The novelist Nathaniel Hawthorne served for four years as US consul in Liverpool. During his time in England he wrote the following:
The years, after all, have a kind of emptiness when we spend too many of them on a foreign shore. We defer the reality of life, in such cases, until a future moment when we shall again breathe our native air; but, by and by there are no future moments; or, if we do return, we find that the native air has lost its invigorating quality, and that life has shifted its reality to the spot where we have deemed ourselves only temporary residents. Thus, between two countries we have none at all, or only that little space of either in which we finally lay down our discontented bones.

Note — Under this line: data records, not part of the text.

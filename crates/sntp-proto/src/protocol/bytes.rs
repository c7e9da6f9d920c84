// Copyright 2026 U.S. Federal Government (in countries where recognized)
// SPDX-License-Identifier: Apache-2.0

use byteorder::{BigEndian, ByteOrder};

use crate::era;
use crate::error::CodecError;
use crate::fixed_point::FixedPoint;

use super::{
    BASE_LENGTH, ConstPackedSizeBytes, FromBytes, LeapIndicator, MESSAGE_LENGTHS, Message, Mode,
    ModeSet, ORIGIN_TIMESTAMP_OFFSET, PacketByte1, RECEIVE_TIMESTAMP_OFFSET, REFERENCE_ID_OFFSET,
    REFERENCE_TIMESTAMP_OFFSET, ROOT_DELAY_OFFSET, ROOT_DISPERSION_OFFSET, Stratum,
    TRANSMIT_TIMESTAMP_OFFSET, TimestampFormat, ToBytes, Version,
};

impl FromBytes for PacketByte1 {
    fn from_bytes(buf: &[u8]) -> Result<(Self, usize), CodecError> {
        let Some(&li_vn_mode) = buf.first() else {
            return Err(CodecError::truncated("header", Self::PACKED_SIZE_BYTES, 0));
        };
        let li_u8 = li_vn_mode >> 6;
        let vn_u8 = (li_vn_mode >> 3) & 0b111;
        let mode_u8 = li_vn_mode & 0b111;
        let li = LeapIndicator::try_from(li_u8)
            .map_err(|_| CodecError::unknown_value("leap indicator", li_u8))?;
        let vn = Version(vn_u8);
        let mode = Mode::try_from(mode_u8)
            .map_err(|_| CodecError::unknown_value("association mode", mode_u8))?;
        Ok(((li, vn, mode), Self::PACKED_SIZE_BYTES))
    }
}

impl ToBytes for PacketByte1 {
    fn to_bytes(&self, buf: &mut [u8]) -> Result<usize, CodecError> {
        let Some(out) = buf.first_mut() else {
            return Err(CodecError::truncated("header", Self::PACKED_SIZE_BYTES, 0));
        };
        let (li, vn, mode) = *self;
        let mut li_vn_mode = 0u8;
        li_vn_mode |= (li as u8 & 0b11) << 6;
        li_vn_mode |= (vn.0 & 0b111) << 3;
        li_vn_mode |= mode as u8 & 0b111;
        *out = li_vn_mode;
        Ok(Self::PACKED_SIZE_BYTES)
    }
}

impl FromBytes for TimestampFormat {
    fn from_bytes(buf: &[u8]) -> Result<(Self, usize), CodecError> {
        if buf.len() < Self::PACKED_SIZE_BYTES {
            return Err(CodecError::truncated(
                "timestamp",
                Self::PACKED_SIZE_BYTES,
                buf.len(),
            ));
        }
        let seconds = BigEndian::read_u32(&buf[0..4]);
        let fraction = BigEndian::read_u32(&buf[4..8]);
        Ok((
            TimestampFormat { seconds, fraction },
            Self::PACKED_SIZE_BYTES,
        ))
    }
}

impl ToBytes for TimestampFormat {
    fn to_bytes(&self, buf: &mut [u8]) -> Result<usize, CodecError> {
        if buf.len() < Self::PACKED_SIZE_BYTES {
            return Err(CodecError::truncated(
                "timestamp",
                Self::PACKED_SIZE_BYTES,
                buf.len(),
            ));
        }
        BigEndian::write_u32(&mut buf[0..4], self.seconds);
        BigEndian::write_u32(&mut buf[4..8], self.fraction);
        Ok(Self::PACKED_SIZE_BYTES)
    }
}

impl Message {
    /// Decode a received datagram, accepting only modes in `expected`.
    ///
    /// `buf` must be exactly one of [`MESSAGE_LENGTHS`]. Bytes past the base
    /// message (key identifier and digest) are ignored.
    ///
    /// # Examples
    ///
    /// ```
    /// use sntp_proto::protocol::{Message, Mode, ModeSet, Version};
    ///
    /// let mut buf = [0u8; 48];
    /// buf[0] = 0b0010_0011; // LI 0, version 4, client
    /// let msg = Message::decode(&buf, ModeSet::only(Mode::Client)).unwrap();
    /// assert_eq!(msg.mode, Mode::Client);
    /// assert_eq!(msg.version, Version::V4);
    /// ```
    pub fn decode(buf: &[u8], expected: ModeSet) -> Result<Self, CodecError> {
        if !MESSAGE_LENGTHS.contains(&buf.len()) {
            return Err(CodecError::InvalidLength { length: buf.len() });
        }

        let ((leap_indicator, version, mode), _) = PacketByte1::from_bytes(buf)?;
        if !expected.contains(mode) {
            return Err(CodecError::UnexpectedMode { mode });
        }

        let stratum = Stratum(buf[1]);
        let poll = buf[2];
        let precision = buf[3] as i8;
        let root_delay = FixedPoint::ROOT_DELAY.decode(&buf[ROOT_DELAY_OFFSET..])?;
        let root_dispersion = FixedPoint::ROOT_DISPERSION.decode(&buf[ROOT_DISPERSION_OFFSET..])?;

        let mut reference_id = [0u8; 4];
        reference_id.copy_from_slice(&buf[REFERENCE_ID_OFFSET..REFERENCE_ID_OFFSET + 4]);

        Ok(Message {
            leap_indicator,
            version,
            mode,
            stratum,
            poll,
            precision,
            root_delay,
            root_dispersion,
            reference_id,
            reference_timestamp: read_timestamp(buf, REFERENCE_TIMESTAMP_OFFSET)?,
            origin_timestamp: read_timestamp(buf, ORIGIN_TIMESTAMP_OFFSET)?,
            receive_timestamp: read_timestamp(buf, RECEIVE_TIMESTAMP_OFFSET)?,
            transmit_timestamp: read_timestamp(buf, TRANSMIT_TIMESTAMP_OFFSET)?,
        })
    }

    /// Encode into a base-length (48 byte) datagram.
    pub fn encode(&self) -> Result<[u8; BASE_LENGTH], CodecError> {
        let mut buf = [0u8; BASE_LENGTH];
        self.to_bytes(&mut buf)?;
        Ok(buf)
    }

    /// Whether `len` is one of the authenticated message lengths (52, 64 or 68).
    pub fn is_extended_length(len: usize) -> bool {
        len != BASE_LENGTH && MESSAGE_LENGTHS.contains(&len)
    }
}

fn read_timestamp(
    buf: &[u8],
    offset: usize,
) -> Result<Option<chrono::DateTime<chrono::Utc>>, CodecError> {
    let (ts, _) = TimestampFormat::from_bytes(&buf[offset..])?;
    Ok(era::timestamp_to_datetime(ts))
}

fn write_timestamp(
    time: Option<chrono::DateTime<chrono::Utc>>,
    buf: &mut [u8],
    offset: usize,
) -> Result<(), CodecError> {
    era::datetime_to_timestamp(time)?.to_bytes(&mut buf[offset..])?;
    Ok(())
}

/// Decodes the base message in any mode. Consumes [`BASE_LENGTH`] bytes.
impl FromBytes for Message {
    fn from_bytes(buf: &[u8]) -> Result<(Self, usize), CodecError> {
        let msg = Message::decode(buf, ModeSet::ALL)?;
        Ok((msg, Self::PACKED_SIZE_BYTES))
    }
}

impl ToBytes for Message {
    fn to_bytes(&self, buf: &mut [u8]) -> Result<usize, CodecError> {
        if buf.len() < Self::PACKED_SIZE_BYTES {
            return Err(CodecError::truncated(
                "message",
                Self::PACKED_SIZE_BYTES,
                buf.len(),
            ));
        }

        // Assembled locally so a failure leaves `buf` untouched.
        let mut out = [0u8; BASE_LENGTH];
        (self.leap_indicator, self.version, self.mode).to_bytes(&mut out)?;
        out[1] = self.stratum.0;
        out[2] = self.poll;
        out[3] = self.precision as u8;
        FixedPoint::ROOT_DELAY.encode(self.root_delay, &mut out[ROOT_DELAY_OFFSET..])?;
        FixedPoint::ROOT_DISPERSION
            .encode(self.root_dispersion, &mut out[ROOT_DISPERSION_OFFSET..])?;
        out[REFERENCE_ID_OFFSET..REFERENCE_ID_OFFSET + 4].copy_from_slice(&self.reference_id);
        write_timestamp(self.reference_timestamp, &mut out, REFERENCE_TIMESTAMP_OFFSET)?;
        write_timestamp(self.origin_timestamp, &mut out, ORIGIN_TIMESTAMP_OFFSET)?;
        write_timestamp(self.receive_timestamp, &mut out, RECEIVE_TIMESTAMP_OFFSET)?;
        write_timestamp(self.transmit_timestamp, &mut out, TRANSMIT_TIMESTAMP_OFFSET)?;

        buf[..BASE_LENGTH].copy_from_slice(&out);
        Ok(Self::PACKED_SIZE_BYTES)
    }
}

#[cfg(test)]
mod tests {
    use super::*;
    use crate::error::{FieldError, RangeError};

    #[test]
    fn header_unpack() {
        let ((li, vn, mode), n) = PacketByte1::from_bytes(&[0b0010_0011]).unwrap();
        assert_eq!(n, 1);
        assert_eq!(li, LeapIndicator::NoCorrection);
        assert_eq!(vn, Version::V4);
        assert_eq!(mode, Mode::Client);

        let ((li, vn, mode), _) = PacketByte1::from_bytes(&[0b1110_0100]).unwrap();
        assert_eq!(li, LeapIndicator::NotSynchronized);
        assert_eq!(vn, Version::V4);
        assert_eq!(mode, Mode::Server);
    }

    #[test]
    fn header_pack() {
        let mut buf = [0u8; 1];
        (LeapIndicator::FiftyNineSeconds, Version::V3, Mode::Broadcast)
            .to_bytes(&mut buf)
            .unwrap();
        assert_eq!(buf[0], 0b1001_1101);
    }

    #[test]
    fn header_pack_masks_version() {
        let mut buf = [0u8; 1];
        (LeapIndicator::NoCorrection, Version(0xFF), Mode::Client)
            .to_bytes(&mut buf)
            .unwrap();
        assert_eq!(buf[0], 0b0011_1011);
    }

    #[test]
    fn header_empty_buffer() {
        let err = PacketByte1::from_bytes(&[]).unwrap_err();
        assert_eq!(
            err,
            CodecError::MalformedField(FieldError::Truncated {
                field: "header",
                needed: 1,
                available: 0,
            })
        );
    }

    #[test]
    fn timestamp_big_endian() {
        let ts = TimestampFormat {
            seconds: 0x0102_0304,
            fraction: 0xA0B0_C0D0,
        };
        let mut buf = [0u8; 8];
        ts.to_bytes(&mut buf).unwrap();
        assert_eq!(buf, [0x01, 0x02, 0x03, 0x04, 0xA0, 0xB0, 0xC0, 0xD0]);
        assert_eq!(TimestampFormat::from_bytes(&buf).unwrap(), (ts, 8));
    }

    #[test]
    fn timestamp_truncated() {
        assert!(matches!(
            TimestampFormat::from_bytes(&[0u8; 7]),
            Err(CodecError::MalformedField(FieldError::Truncated { needed: 8, available: 7, .. }))
        ));
    }

    #[test]
    fn decode_accepts_only_known_lengths() {
        for len in 0..80 {
            let mut buf = vec![0u8; len];
            if let Some(b) = buf.first_mut() {
                *b = 0b0010_0011;
            }
            let result = Message::decode(&buf, ModeSet::ALL);
            if MESSAGE_LENGTHS.contains(&len) {
                assert!(result.is_ok(), "length {len}");
            } else {
                assert_eq!(result, Err(CodecError::InvalidLength { length: len }));
            }
        }
    }

    #[test]
    fn decode_rejects_unexpected_mode() {
        let mut buf = [0u8; 48];
        buf[0] = 0b0010_0100;
        assert_eq!(
            Message::decode(&buf, ModeSet::only(Mode::Client)),
            Err(CodecError::UnexpectedMode { mode: Mode::Server })
        );
    }

    #[test]
    fn decode_raw_fields() {
        let mut buf = [0u8; 48];
        buf[0] = 0b0010_0011;
        buf[1] = 2;
        buf[2] = 0xFF;
        buf[3] = 0xEE;
        buf[4..8].copy_from_slice(&[0x80, 0x01, 0x80, 0x00]);
        buf[8..12].copy_from_slice(&[0x00, 0x02, 0x40, 0x00]);
        buf[12..16].copy_from_slice(b"GPS\0");
        let msg = Message::decode(&buf, ModeSet::ALL).unwrap();
        assert_eq!(msg.stratum, Stratum(2));
        assert_eq!(msg.poll, 255);
        assert_eq!(msg.precision, -18);
        assert_eq!(msg.root_delay, -1.5);
        assert_eq!(msg.root_dispersion, 2.25);
        assert_eq!(&msg.reference_id, b"GPS\0");
        assert!(msg.reference_timestamp.is_none());
        assert!(msg.transmit_timestamp.is_none());
    }

    #[test]
    fn encode_precision_twos_complement() {
        let msg = Message {
            precision: -18,
            ..Message::default()
        };
        let buf = msg.encode().unwrap();
        assert_eq!(buf[3], 0xEE);
        assert_eq!(buf[0], 0b0010_0011);
    }

    #[test]
    fn encode_failure_leaves_buffer_untouched() {
        let msg = Message {
            root_dispersion: -1.0,
            ..Message::default()
        };
        let mut buf = [0xAAu8; 48];
        let err = msg.to_bytes(&mut buf).unwrap_err();
        assert_eq!(
            err,
            CodecError::EncodeRange(RangeError::NegativeUnsigned { value: -1.0 })
        );
        assert_eq!(buf, [0xAAu8; 48]);
    }

    #[test]
    fn to_bytes_short_buffer() {
        let mut buf = [0u8; 47];
        assert!(matches!(
            Message::default().to_bytes(&mut buf),
            Err(CodecError::MalformedField(FieldError::Truncated { needed: 48, .. }))
        ));
    }

    #[test]
    fn from_bytes_consumes_base_length() {
        let mut buf = [0u8; 68];
        buf[0] = 0b0010_0101;
        let (msg, n) = Message::from_bytes(&buf).unwrap();
        assert_eq!(msg.mode, Mode::Broadcast);
        assert_eq!(n, BASE_LENGTH);
    }

    #[test]
    fn extended_lengths() {
        assert!(!Message::is_extended_length(48));
        assert!(Message::is_extended_length(52));
        assert!(Message::is_extended_length(64));
        assert!(Message::is_extended_length(68));
        assert!(!Message::is_extended_length(56));
    }
}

My mother used to carry this quote inside her wallet, which is when I first came across it, long before I had myself become an expatriate. My mother would not have known when she cut it out of ArtNews Annual in 1966 (where it was in turn quoted by John Ashbery in an article about American painters in Paris) that she was to spend the last five years of her life in London. But something attracted her to Hawthorne’s words, perhaps a sense that she was in some way an outsider, especially during her childhood in Newburgh, New York. She found the invigorating air Hawthorne talks about in Manhattan, a place (with a Native American name) that doesn’t really belong to America, international and cosmopolitan as it is. And I found that invigorating air in London, so I’ve never really believed Hawthorne’s assessment. For years now I’ve maintained that I become more foreign each time I return to the US, and to a certain degree this is true. My accent puzzles people, they can’t place me, can’t work out where I’m from. But in my 28th year as a Londoner, I feel as if Hawthorne’s words are pertinent, and I am going through an identity crisis.
This came to the fore during my visit to SUNY Fredonia, where I had been invited to give a talk and a reading of my work. The students seemed especially curious to know how I ended up in London (most of them were around the age I was when I left the US), if I found British words and expressions creeping into my work, if I thought I had a different view of London than those who’d been born there. During the reading I found myself darting between New York (I read a number of poems from my Jackson Pollock sequence) and London (characterised by Vici’s Formerly photographs). London is my home now, but there is something that continues to draw me to my birth country, especially now that the ties I have to it are increasingly diminishing.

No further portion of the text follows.